_ABOUT THIS EXERCISE_:
Number of lines below with "NullProber": work it out and reply with that number only.

---------- DATA PROVIDED

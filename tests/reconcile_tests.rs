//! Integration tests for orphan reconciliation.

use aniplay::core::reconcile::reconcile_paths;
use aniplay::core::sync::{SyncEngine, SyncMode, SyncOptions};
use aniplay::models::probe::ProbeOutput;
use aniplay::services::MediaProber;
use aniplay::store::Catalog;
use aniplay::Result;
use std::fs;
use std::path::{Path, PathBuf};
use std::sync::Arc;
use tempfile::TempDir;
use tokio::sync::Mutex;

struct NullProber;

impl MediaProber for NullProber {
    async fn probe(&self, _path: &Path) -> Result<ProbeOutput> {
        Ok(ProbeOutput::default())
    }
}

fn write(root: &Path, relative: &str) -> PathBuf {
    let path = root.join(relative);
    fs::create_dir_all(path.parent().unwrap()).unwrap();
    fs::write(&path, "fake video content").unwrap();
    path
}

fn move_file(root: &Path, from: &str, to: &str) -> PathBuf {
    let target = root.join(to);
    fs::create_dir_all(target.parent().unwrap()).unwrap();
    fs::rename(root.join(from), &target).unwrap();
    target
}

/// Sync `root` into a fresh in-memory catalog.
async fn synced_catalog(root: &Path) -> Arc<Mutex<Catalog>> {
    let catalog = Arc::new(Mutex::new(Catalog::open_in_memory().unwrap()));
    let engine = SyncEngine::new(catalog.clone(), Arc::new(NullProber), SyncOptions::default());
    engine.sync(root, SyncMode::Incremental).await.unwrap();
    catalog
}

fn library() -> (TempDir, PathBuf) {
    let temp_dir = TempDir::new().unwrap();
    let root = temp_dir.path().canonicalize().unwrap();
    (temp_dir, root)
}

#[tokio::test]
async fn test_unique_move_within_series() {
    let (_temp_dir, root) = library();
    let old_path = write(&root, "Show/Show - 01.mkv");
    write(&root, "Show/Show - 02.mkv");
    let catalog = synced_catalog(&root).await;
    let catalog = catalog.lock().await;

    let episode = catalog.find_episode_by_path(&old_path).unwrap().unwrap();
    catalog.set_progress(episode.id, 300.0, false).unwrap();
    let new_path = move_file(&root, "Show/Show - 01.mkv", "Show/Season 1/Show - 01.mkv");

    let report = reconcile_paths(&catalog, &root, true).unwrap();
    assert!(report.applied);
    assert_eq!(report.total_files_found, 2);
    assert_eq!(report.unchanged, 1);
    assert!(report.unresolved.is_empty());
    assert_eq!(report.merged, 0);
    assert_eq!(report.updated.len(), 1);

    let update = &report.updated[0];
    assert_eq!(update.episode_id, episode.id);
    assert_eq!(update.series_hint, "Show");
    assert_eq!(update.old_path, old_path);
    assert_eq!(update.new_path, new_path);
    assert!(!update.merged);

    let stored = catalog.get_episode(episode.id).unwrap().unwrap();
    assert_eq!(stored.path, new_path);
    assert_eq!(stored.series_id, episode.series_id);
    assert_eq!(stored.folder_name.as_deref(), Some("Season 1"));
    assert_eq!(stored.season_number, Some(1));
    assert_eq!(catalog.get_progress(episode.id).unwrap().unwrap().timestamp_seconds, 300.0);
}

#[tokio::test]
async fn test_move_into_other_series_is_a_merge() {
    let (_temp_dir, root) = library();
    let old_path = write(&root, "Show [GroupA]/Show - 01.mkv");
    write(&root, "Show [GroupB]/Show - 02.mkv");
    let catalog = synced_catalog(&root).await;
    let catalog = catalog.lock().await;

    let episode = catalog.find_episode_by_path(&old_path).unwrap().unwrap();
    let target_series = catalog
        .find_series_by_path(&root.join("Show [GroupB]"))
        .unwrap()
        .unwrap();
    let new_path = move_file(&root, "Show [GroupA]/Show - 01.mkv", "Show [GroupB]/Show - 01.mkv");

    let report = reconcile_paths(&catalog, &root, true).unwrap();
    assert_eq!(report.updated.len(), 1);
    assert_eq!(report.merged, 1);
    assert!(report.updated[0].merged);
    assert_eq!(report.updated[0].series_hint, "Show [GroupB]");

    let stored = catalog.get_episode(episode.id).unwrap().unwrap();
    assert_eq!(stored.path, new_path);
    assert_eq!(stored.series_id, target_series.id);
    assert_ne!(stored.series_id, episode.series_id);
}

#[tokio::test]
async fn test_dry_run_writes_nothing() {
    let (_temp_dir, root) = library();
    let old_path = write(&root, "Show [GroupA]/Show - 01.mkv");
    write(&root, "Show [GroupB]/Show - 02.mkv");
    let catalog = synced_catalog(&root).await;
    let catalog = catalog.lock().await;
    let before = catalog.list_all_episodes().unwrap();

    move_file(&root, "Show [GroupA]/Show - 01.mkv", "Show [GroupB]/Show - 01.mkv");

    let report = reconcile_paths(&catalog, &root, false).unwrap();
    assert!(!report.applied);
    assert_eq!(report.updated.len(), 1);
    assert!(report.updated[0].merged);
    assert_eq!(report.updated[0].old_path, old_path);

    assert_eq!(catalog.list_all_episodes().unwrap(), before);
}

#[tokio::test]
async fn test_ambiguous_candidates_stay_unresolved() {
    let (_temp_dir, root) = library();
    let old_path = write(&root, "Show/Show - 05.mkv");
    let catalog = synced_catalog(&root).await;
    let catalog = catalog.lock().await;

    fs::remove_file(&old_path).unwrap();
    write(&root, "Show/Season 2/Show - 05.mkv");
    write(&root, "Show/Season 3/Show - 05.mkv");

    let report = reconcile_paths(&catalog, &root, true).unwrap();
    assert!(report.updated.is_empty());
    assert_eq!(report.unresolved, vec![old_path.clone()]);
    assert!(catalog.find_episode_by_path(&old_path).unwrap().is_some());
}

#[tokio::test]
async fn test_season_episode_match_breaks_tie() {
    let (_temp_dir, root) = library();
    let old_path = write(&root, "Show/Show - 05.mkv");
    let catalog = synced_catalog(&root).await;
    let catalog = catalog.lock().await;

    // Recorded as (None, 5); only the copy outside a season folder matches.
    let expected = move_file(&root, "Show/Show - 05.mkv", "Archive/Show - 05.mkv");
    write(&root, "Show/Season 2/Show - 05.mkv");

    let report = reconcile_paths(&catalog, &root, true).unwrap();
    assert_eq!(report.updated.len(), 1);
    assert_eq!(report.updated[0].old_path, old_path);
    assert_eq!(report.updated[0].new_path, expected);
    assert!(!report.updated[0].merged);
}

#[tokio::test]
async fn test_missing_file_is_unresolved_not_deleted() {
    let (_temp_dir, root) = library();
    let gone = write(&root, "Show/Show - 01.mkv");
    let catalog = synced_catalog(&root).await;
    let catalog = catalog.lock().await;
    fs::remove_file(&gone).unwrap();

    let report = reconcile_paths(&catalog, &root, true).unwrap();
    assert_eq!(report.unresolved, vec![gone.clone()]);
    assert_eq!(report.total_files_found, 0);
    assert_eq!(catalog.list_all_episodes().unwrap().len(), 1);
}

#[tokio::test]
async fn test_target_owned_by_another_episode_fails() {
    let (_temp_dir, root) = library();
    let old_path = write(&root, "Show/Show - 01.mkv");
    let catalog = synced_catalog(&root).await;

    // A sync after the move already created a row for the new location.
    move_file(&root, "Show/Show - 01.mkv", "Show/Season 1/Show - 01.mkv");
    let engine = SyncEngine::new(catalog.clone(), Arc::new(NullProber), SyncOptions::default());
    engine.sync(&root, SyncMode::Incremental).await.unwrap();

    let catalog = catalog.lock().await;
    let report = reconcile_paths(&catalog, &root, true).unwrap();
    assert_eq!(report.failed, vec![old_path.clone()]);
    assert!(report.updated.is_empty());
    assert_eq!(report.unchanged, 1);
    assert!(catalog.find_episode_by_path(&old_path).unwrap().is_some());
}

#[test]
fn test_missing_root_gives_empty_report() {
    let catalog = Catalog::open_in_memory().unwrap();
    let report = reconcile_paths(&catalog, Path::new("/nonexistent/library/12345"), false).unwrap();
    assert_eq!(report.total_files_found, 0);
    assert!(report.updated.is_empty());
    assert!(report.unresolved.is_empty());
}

--------------------

_ANSWER SECTION_:
4